3º Ano de Filo/3º Bim.
O nascimento da Lógica
É lógico!
“É lógico que eu vou!”, “É lógico que ela disse isso!”.
Quando dizemos frases como essas, a expressão “é lógico que ” indica, para nós
e para a pessoa com quem estamos falando, que se trata de alguma coisa
evidente.
A expressão aparece como se fosse a conclusão de um
raciocínio implícito, compartilhado pelos interlocutores do discurso. Ao dizer
“É lógico que eu vou!”, estou supondo que quem me ouve sabe, sem que isso seja
dito explicitamente, que também estou afirmando: “Você me conhece, sabe o que
penso, gosto ou quero, sabe o que vai acontecer no lugar x e na hora y e,
portanto, não há dúvida de que irei até lá”.
Ao dizer “É lógico que ela disse isso!”, a situação é
semelhante.
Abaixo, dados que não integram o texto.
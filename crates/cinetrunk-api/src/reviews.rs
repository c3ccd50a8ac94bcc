//! Handlers for `/reviews` endpoints.
//!
//! | Method   | Path | Notes |
//! |----------|------|-------|
//! | `POST`   | `/reviews` | Body: `{"user_id","title","body","rating","movie"}` |
//! | `GET`    | `/reviews/user/{id}` | Newest first |
//! | `GET`    | `/reviews/{id}` | 404 if not found |
//! | `PUT`    | `/reviews/{id}` | Partial update; records a fresh REVIEW activity |
//! | `DELETE` | `/reviews/{id}` | Earlier activities keep their snapshot |

use axum::{
  extract::{Path, State},
  http::StatusCode,
  response::IntoResponse,
};
use cinetrunk_core::{
  activity::NewActivity,
  movie::MovieSnapshot,
  review::{NewReview, Review, ReviewUpdate},
  store::SocialStore,
};
use serde::Deserialize;
use serde_json::{Value, json};

use crate::{
  AppState, activity,
  error::{ApiError, parse_id},
  extract::Json,
};

#[derive(Debug, Deserialize)]
pub struct CreateBody {
  pub user_id: String,
  pub title:   String,
  pub body:    String,
  pub rating:  u8,
  pub movie:   MovieSnapshot,
}

/// `POST /reviews`
pub async fn create<S: SocialStore>(
  State(state): State<AppState<S>>,
  Json(body): Json<CreateBody>,
) -> Result<impl IntoResponse, ApiError> {
  let author_id = parse_id(&body.user_id)?;
  let review = state
    .store
    .create_review(NewReview {
      author_id,
      title:  body.title,
      body:   body.body,
      rating: body.rating,
      movie:  body.movie,
    })
    .await
    .map_err(ApiError::store)?;

  activity::record(state.store.as_ref(), NewActivity::review(&review)).await;
  Ok((StatusCode::CREATED, Json(review)))
}

/// `GET /reviews/user/{id}`
pub async fn for_user<S: SocialStore>(
  State(state): State<AppState<S>>,
  Path(id): Path<String>,
) -> Result<Json<Vec<Review>>, ApiError> {
  let id = parse_id(&id)?;
  Ok(Json(state.store.reviews_for_user(id).await.map_err(ApiError::store)?))
}

/// `GET /reviews/{id}`
pub async fn get_one<S: SocialStore>(
  State(state): State<AppState<S>>,
  Path(id): Path<String>,
) -> Result<Json<Review>, ApiError> {
  let id = parse_id(&id)?;
  let review = state
    .store
    .get_review(id)
    .await
    .map_err(ApiError::store)?
    .ok_or_else(|| ApiError::NotFound(format!("review {id} not found")))?;
  Ok(Json(review))
}

/// `PUT /reviews/{id}`
pub async fn update<S: SocialStore>(
  State(state): State<AppState<S>>,
  Path(id): Path<String>,
  Json(update): Json<ReviewUpdate>,
) -> Result<Json<Review>, ApiError> {
  let id = parse_id(&id)?;
  let review = state
    .store
    .update_review(id, update)
    .await
    .map_err(ApiError::store)?;

  activity::record(state.store.as_ref(), NewActivity::review(&review)).await;
  Ok(Json(review))
}

/// `DELETE /reviews/{id}`
pub async fn delete_one<S: SocialStore>(
  State(state): State<AppState<S>>,
  Path(id): Path<String>,
) -> Result<Json<Value>, ApiError> {
  let id = parse_id(&id)?;
  state.store.delete_review(id).await.map_err(ApiError::store)?;
  Ok(Json(json!({ "message": "Review deleted successfully" })))
}
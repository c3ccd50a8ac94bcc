//! JSON REST API for CineTrunk.
//!
//! Exposes an axum [`Router`] backed by any
//! [`cinetrunk_core::store::SocialStore`]. TLS, timeouts and request tracing
//! are the caller's responsibility.
//!
//! # Mounting
//!
//! ```rust,ignore
//! .nest("/api", cinetrunk_api::api_router(state))
//! ```

pub mod activity;
pub mod auth;
pub mod error;
pub mod extract;
pub mod follows;
pub mod lists;
pub mod moviedb;
pub mod movies;
pub mod reviews;
pub mod users;

use std::sync::Arc;

use axum::{
  Router,
  routing::{get, post, put},
};
use cinetrunk_core::store::SocialStore;

pub use error::ApiError;

use auth::AuthConfig;
use moviedb::MovieDbClient;

// ─── Application state ────────────────────────────────────────────────────────

/// Shared state threaded through all axum handlers.
#[derive(Clone)]
pub struct AppState<S: SocialStore> {
  pub store:    Arc<S>,
  pub auth:     Arc<AuthConfig>,
  pub movie_db: Arc<MovieDbClient>,
}

// ─── Router ───────────────────────────────────────────────────────────────────

/// Build a fully-materialised API router for `state`.
///
/// The returned `Router<()>` can be nested into any parent router regardless
/// of its own state type.
pub fn api_router<S>(state: AppState<S>) -> Router<()>
where
  S: SocialStore + Clone + 'static,
{
  Router::new()
    // Identities
    .route("/users",          get(users::list::<S>))
    .route("/users/register", post(users::register::<S>))
    .route("/users/login",    post(users::login::<S>))
    .route("/users/{id}",     get(users::get_one::<S>))
    // Follow graph
    .route("/follow",         put(follows::follow::<S>))
    .route("/unfollow",       put(follows::unfollow::<S>))
    .route("/followers/{id}", get(follows::followers::<S>))
    .route("/following/{id}", get(follows::following::<S>))
    // Movies
    .route("/movies",               post(movies::upsert::<S>))
    .route("/movies/{external_id}", get(movies::get_one::<S>))
    // Lists
    .route("/lists",                             post(lists::create::<S>))
    .route("/lists/user/{id}",                   get(lists::for_user::<S>))
    .route("/lists/{id}",                        get(lists::get_one::<S>).delete(lists::delete_one::<S>))
    .route("/lists/{id}/movies",                 post(lists::add_movie::<S>))
    .route("/lists/{id}/movies/{external_id}",   axum::routing::delete(lists::remove_movie::<S>))
    // Reviews
    .route("/reviews",           post(reviews::create::<S>))
    .route("/reviews/user/{id}", get(reviews::for_user::<S>))
    .route(
      "/reviews/{id}",
      get(reviews::get_one::<S>)
        .put(reviews::update::<S>)
        .delete(reviews::delete_one::<S>),
    )
    // Activity
    .route("/activity",           get(activity::all::<S>))
    .route("/activity/user/{id}", get(activity::own_feed::<S>))
    .route("/activity/all/{id}",  get(activity::aggregate_feed::<S>))
    .with_state(state.clone())
    // Movie database proxy
    .nest("/moviesdb", moviedb::router(state.movie_db))
}

// ─── Integration tests ────────────────────────────────────────────────────────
A expressão seria a conclusão de algo que eu e a outra pessoa
sabemos, como se eu estivesse dizendo: “Sabendo quem ela é, o que pensa, gosta,
quer, o que costuma dizer e fazer, e vendo o que está acontecendo agora,
concluo que é evidente que ela disse isso, pois era de se esperar que ela o
dissesse”.
Nesses casos, estamos tirando uma conclusão que nos parece
óbvia, e dizer “é lógico que” seria o mesmo que dizer: “é claro que” ou “não há
dúvida de que ”.
Em certas ocasiões, ouvimos, lemos, vemos alguma coisa e
nossa reação é dizer: “Não. Não pode ser assim. Isso não tem lógica!”. Ou, então:
“Isso não é lógico!”. Essas duas expressões indicam uma situação oposta às
anteriores, ou seja, agora uma conclusão foi tirada por alguém, mas o que já
sabemos (de uma pessoa, de um fato, de uma ideia, de um livro) nos faz julgar
que a conclusão é indevida, está errada, deveria ser outra. É possível, também,
que as duas expressões estejam indicando que o conhecimento que possuímos sobre
alguma coisa, sobre alguém ou sobre um fato não é suficiente para
compreendermos o que estamos ouvindo, vendo, lendo e por isso nos parece “não
ter lógica”.
Nesses vários exemplos, podemos perceber que as palavras
lógica e lógico são usadas por nós para significar:
1. ou uma inferência: visto que conheço x, disso posso
concluir y como consequência;
2. ou a exigência de coerência: visto que x é assim, então é
preciso que y seja assim;
3. ou a exigência de que não haja contradição entre o que
sabemos de x e a conclusão y a que chegamos;
4. ou a exigência de que, para entender a conclusão y,
precisamos saber o suficiente sobre x para conhecer por que se chegou a y.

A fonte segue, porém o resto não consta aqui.